O capítulo anterior nos deixa Paulo na praia de uma ilha, em consequência do naufrágio do navio que o levava a caminho de Roma, sob a guarda de um centurião chamado Júlio e seus soldados, junto com outros presos, e acompanhado por Lucas e Aristarco.
A princípio não sabiam onde estavam, tendo passado mais de duas semanas sem ver céu, mar ou terra por causa de uma violenta tempestade. Agora vieram a saber que a ilha onde estavam era Malta, que fica ao sul da Sicília, no sul da Itália. Embora completamente desnorteados, a tempestade os impelira na rota certa para o seu destino.
Eram um grupo grande – 276 pessoas ao todo – tinham nadado até a praia, estava chovendo e fazia frio.

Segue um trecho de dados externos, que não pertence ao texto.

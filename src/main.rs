//! Demo binary: brings up the full back office, walks one day of operations
//! through it — stock a warehouse, place an order, dispatch a driver, pull
//! the sales report — and shuts down cleanly.
//!
//! Run with `RUST_LOG=info cargo run` for the commit log, `RUST_LOG=debug`
//! for full request payloads.

use chrono::Utc;
use quick_commerce::lifecycle::{setup_tracing, BackOffice};
use quick_commerce::model::{
    CartLine, CustomerCreate, DriverCreate, DriverStatus, OrderCreate, ProductCreate,
    VehicleCreate, VehicleNo, VehicleStatus, WarehouseCreate,
};
use tracing::{error, info, Instrument};

#[tokio::main]
async fn main() -> Result<(), String> {
    setup_tracing();

    info!("Starting back office");
    let system = BackOffice::new();

    // Master data: one warehouse, one product, one customer.
    let warehouse_id = system
        .warehouse_client
        .create_warehouse(WarehouseCreate {
            location: "Indiranagar".to_string(),
        })
        .await
        .map_err(|e| e.to_string())?;

    let product_id = system
        .product_client
        .create_product(ProductCreate {
            name: "Milk 1L".to_string(),
            price: 30.0,
            description: Some("Full cream, pasteurized".to_string()),
            expiry: None,
        })
        .await
        .map_err(|e| e.to_string())?;

    let customer_id = system
        .customer_client
        .create_customer(CustomerCreate {
            name: "Alice".to_string(),
            email: "alice@example.com".to_string(),
        })
        .await
        .map_err(|e| e.to_string())?;

    system
        .warehouse_client
        .restock(warehouse_id, product_id, 10)
        .await
        .map_err(|e| e.to_string())?;
    info!(%warehouse_id, %product_id, "Stocked 10 units");

    // Place an order; placement prices the cart, reserves stock, and records
    // payment as one transaction.
    let span = tracing::info_span!("order_processing");
    let order_result = async {
        info!("Placing order");
        system
            .order_client
            .place_order(OrderCreate {
                customer_id,
                warehouse_id,
                lines: vec![CartLine {
                    product_id,
                    quantity: 4,
                }],
            })
            .await
    }
    .instrument(span)
    .await;

    match order_result {
        Ok(order_id) => info!(%order_id, "Order placed"),
        Err(e) => error!(error = %e, "Order placement failed"),
    }

    let remaining = system
        .warehouse_client
        .check_stock(warehouse_id, product_id)
        .await
        .map_err(|e| e.to_string())?;
    info!(remaining, "Stock after order");

    // Dispatch: register a driver and a vehicle, then pair them.
    let driver_id = system
        .fleet_client
        .add_driver(DriverCreate {
            name: "Ravi".to_string(),
            availability: DriverStatus::Available,
        })
        .await
        .map_err(|e| e.to_string())?;

    let vehicle_no = system
        .fleet_client
        .add_vehicle(VehicleCreate {
            vehicle_no: VehicleNo::new("KA-01-1234"),
            availability: VehicleStatus::Available,
            location: "Indiranagar".to_string(),
        })
        .await
        .map_err(|e| e.to_string())?;

    system
        .fleet_client
        .assign(driver_id, vehicle_no.clone())
        .await
        .map_err(|e| e.to_string())?;
    info!(%driver_id, vehicle = %vehicle_no, "Driver dispatched");

    // Today's sales.
    let today = Utc::now().date_naive();
    let report = system
        .reporter
        .generate(today, today)
        .await
        .map_err(|e| e.to_string())?;
    for row in &report {
        info!(
            order_id = %row.order_id,
            customer = %row.customer_name,
            total = row.order_total,
            warehouse = %row.warehouse_location,
            "Sale"
        );
    }

    system.shutdown().await?;
    info!("Done");
    Ok(())
}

Foram, no entanto, recebidos com o que Lucas chama de “extraordinária bondade” pelos malteses, que fizeram uma fogueira e receberam bem a todos. Lucas chama os malteses de “bárbaros”, nome que os gregos davam aos povos que não falavam grego (Romanos 1:14) mas não tinha o sentido pejorativo que tem hoje.
Paulo ajudava a colher gravetos, e tendo feito um monte deles foi colocá-lo no fogo quando uma víbora fugindo ao fogo prendeu-se em sua mão, picando-a.
Os malteses podiam ver que Paulo era um prisioneiro, e vendo a serpente pendurada em sua mão deduziram que seria um assassino que, tendo escapado à morte no naufrágio, a Justiça não lhe permitia viver. Paulo apenas sacudiu e soltou a serpente sobre o fogo, nada sofrendo, mas eles continuaram por algum tempo na expectativa que ele inchasse e viesse a morrer.
Quando evidenciaram que ele escapara imune, mudaram de opinião e diziam que era um deus! Foi um exemplo da inconstância e volubilidade de muita gente, cujas opiniões não têm base alguma mas são resultado de ignorância, superstição e fé em falsidades.
Públio é um nome próprio grego, e este homem levava o título de Homem Principal da ilha. Tinha uma propriedade perto dali, e demonstrou ser muito hospitaleiro convidando Paulo, Lucas e Aristarco, e possivelmente outros, a ficarem em sua casa, onde os recebeu e hospedou provisoriamente por três dias quando então puderam se transferir para acomodações mais convenientes para sua longa invernada.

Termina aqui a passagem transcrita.